For an excellent cold-brew coffee served in an old glass Coke bottle which you can take away, look to Lerryn’s (220 Rye Lane, SE15) while Ali Baba Juice and Matcha (115a Rye Lane, SE15) is the perfect place to get some Vitamin D in your diet.
For all that, Campari bar Frank’s Cafe (www.frankscafe.org.uk) – the brain child of Frank Boxer, grandson of foodie writer Arabella Boxer – is arguably the place that has helped put the SE15 postcode on the map, helping draw trendy creative types who have been priced out of Dalston, Hackney, Hoxton et al to the area. Perched atop the 10th floor of Peckham multi storey car park, Frank’s has become one of the most popular places to salute the South London skyline with a cold beer in hand – something the queue that invariably snakes half way around the block – attests to.
Shop to it
The local council has designated Rye Lane – Peckham’s main, multi-cultural shopping street – a conservation area and, with the help of £1,675 million grant from the Heritage Lottery Fund, is looking to restore historic facades.
Away from the bustle of Rye Lane, Bellenden Road boasts Threads (www.facebook.com/vintagethreadspeckham) – a fun to browse retro store owned by mother and daughter Jane and Tara Postma – and Review bookshop. Run by Peckham Literary Festival creator, Roz Simpson, and author Evie Wyld (a Grantas Best of Young British Novelist who has lived in SE15 since she was nine), it’s the kind of bookshop you’ll wish you lived around the corner from.
A disused rail track is being turned into an elevated ‘greenway; – a 1km long park terminating at Kirkwood Nature Reserve that’s being billed as London’s answer to the New York High Line (www.peckhamcoalline.strikingly.com).

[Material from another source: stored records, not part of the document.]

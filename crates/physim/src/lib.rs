#![forbid(unsafe_code)]
// Allow these clippy lints for physics/math code readability
#![allow(clippy::must_use_candidate)]
#![allow(clippy::suboptimal_flops)]
#![allow(clippy::doc_markdown)]
#![allow(clippy::use_self)]
#![allow(clippy::return_self_not_must_use)]
#![allow(clippy::missing_const_for_fn)]
#![allow(clippy::cast_lossless)]
#![allow(clippy::cast_possible_truncation)]
#![allow(clippy::cast_precision_loss)]
#![allow(clippy::cast_possible_wrap)]
#![allow(clippy::cast_sign_loss)]
#![allow(clippy::struct_field_names)]

//! # Physim
//!
//! Fixed-timestep point-mass simulations for interactive physics demos.
//!
//! Physim provides:
//! - **LinearMotionSim**: a box sliding along a floor under a controlled
//!   acceleration, stopped dead by the world edges
//! - **HarmonicMotionSim**: a mass hanging from a ceiling on a damped spring
//!
//! Both share one lifecycle, the [`Simulation`] trait: construct with
//! [`Dimensions`], set parameters, [`step`](Simulation::step) once per frame,
//! [`draw`](Simulation::draw) into an off-screen [`Canvas`], and
//! [`reset`](Simulation::reset) or [`resize`](Simulation::resize) on demand.
//!
//! ## Linear Example
//!
//! ```rust
//! use physim::{Dimensions, LinearMotionSim, Simulation, fps};
//!
//! let mut sim = LinearMotionSim::new(Dimensions::new(800, 400)?);
//! sim.set_acceleration(10.0);
//!
//! // One second at 60 FPS
//! for _ in 0..60 {
//!     sim.step(fps(60));
//! }
//!
//! assert!((sim.telemetry().velocity - 10.0).abs() < 1e-9);
//! # Ok::<(), physim::PhysicsError>(())
//! ```
//!
//! ## Harmonic Example
//!
//! ```rust
//! use physim::{Dimensions, HarmonicMotionSim, Mass, Simulation};
//!
//! let mut sim = HarmonicMotionSim::new(Dimensions::new(800, 600)?);
//! sim.set_stiffness(200.0);
//! sim.set_mass(Mass::new(0.1)?);
//!
//! let telemetry = sim.telemetry();
//! assert!((telemetry.frequency - 7.12).abs() < 0.01);
//!
//! let frame = sim.draw();
//! assert_eq!(frame.labels().len(), 6);
//! # Ok::<(), physim::PhysicsError>(())
//! ```
//!
//! ## Integration
//!
//! Every body advances with semi-implicit Euler: velocity first from the
//! accumulated force, then position from the new velocity. The spring
//! coupling adds `-k·(length - rest) - c·v` along the anchor-body axis.

mod body;
pub mod controls;
mod error;
mod harmonic;
mod linear;
mod raster;
mod sim;
mod spring;
mod vector;
mod world;

pub use body::{DynamicBody, Mass, Shape, moment_for_box, moment_for_circle};
pub use error::{PhysicsError, Result};
pub use harmonic::{HarmonicMotionSim, HarmonicTelemetry, spring_zigzag};
pub use linear::{LinearMotionSim, LinearTelemetry};
pub use raster::{Canvas, Frame, Label, Rgb, SnapshotFormat};
pub use sim::{DEFAULT_DT, Dimensions, MAX_SIDE, Simulation, TICK_RATE};
pub use spring::{DampedSpring, SpringCoefficients, fps, natural_frequency, period};
pub use vector::Vec2;
pub use world::{Segment, StaticAnchor, World};

/// Prelude module for convenient imports.
pub mod prelude {
    pub use crate::body::{DynamicBody, Mass, Shape};
    pub use crate::harmonic::{HarmonicMotionSim, HarmonicTelemetry};
    pub use crate::linear::{LinearMotionSim, LinearTelemetry};
    pub use crate::raster::{Canvas, Frame};
    pub use crate::sim::{DEFAULT_DT, Dimensions, Simulation, TICK_RATE};
    pub use crate::spring::fps;
    pub use crate::vector::Vec2;
}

For now, though, Peckham is flanked by two large, public parks: take a bow Common and Burgess Park and Peckham Rye Park (www.peckhamryepark.org), both of which have benefitted from a recent revamp. If you prefer your parks smaller, wander to Warwick Gardens off Lyndhurst Way.
Peckham is a mere four miles’ south-east of central London with Camberwell to the west, Walworth and Elephant and Castle to the north, New Cross to the east and East Dulwich to the south. Trains run to Peckham Rye from London Bridge (10 minutes) and Victoria (16 minutes). Alternatively take the Thameslink (www.thameslinkrailway.com) to Peckham Rye from Farringdon (23 minutes), St Pancras (26 minutes) or Blackfriars (17 minutes). There’s also a service from London Bridge to Queens Road Peckham Rail Station that takes approximately eight minutes. Both Peckham Rye and Queens Road Peckham Rail Station are on the Overground and in Zone 2.
Planning on putting down roots in Peckham? If you want to purchase a one-bedroom flat in Peckham you’re looking at average price of £349,000, with a two-bedroom flat priced at £454,000 and a two- bedroom house at £598,000. (Source: Rightmove). Rental rates hover around the £1,216 a month mark for a one-bedroom flat and £1,506 a month, for a two bedroom flat.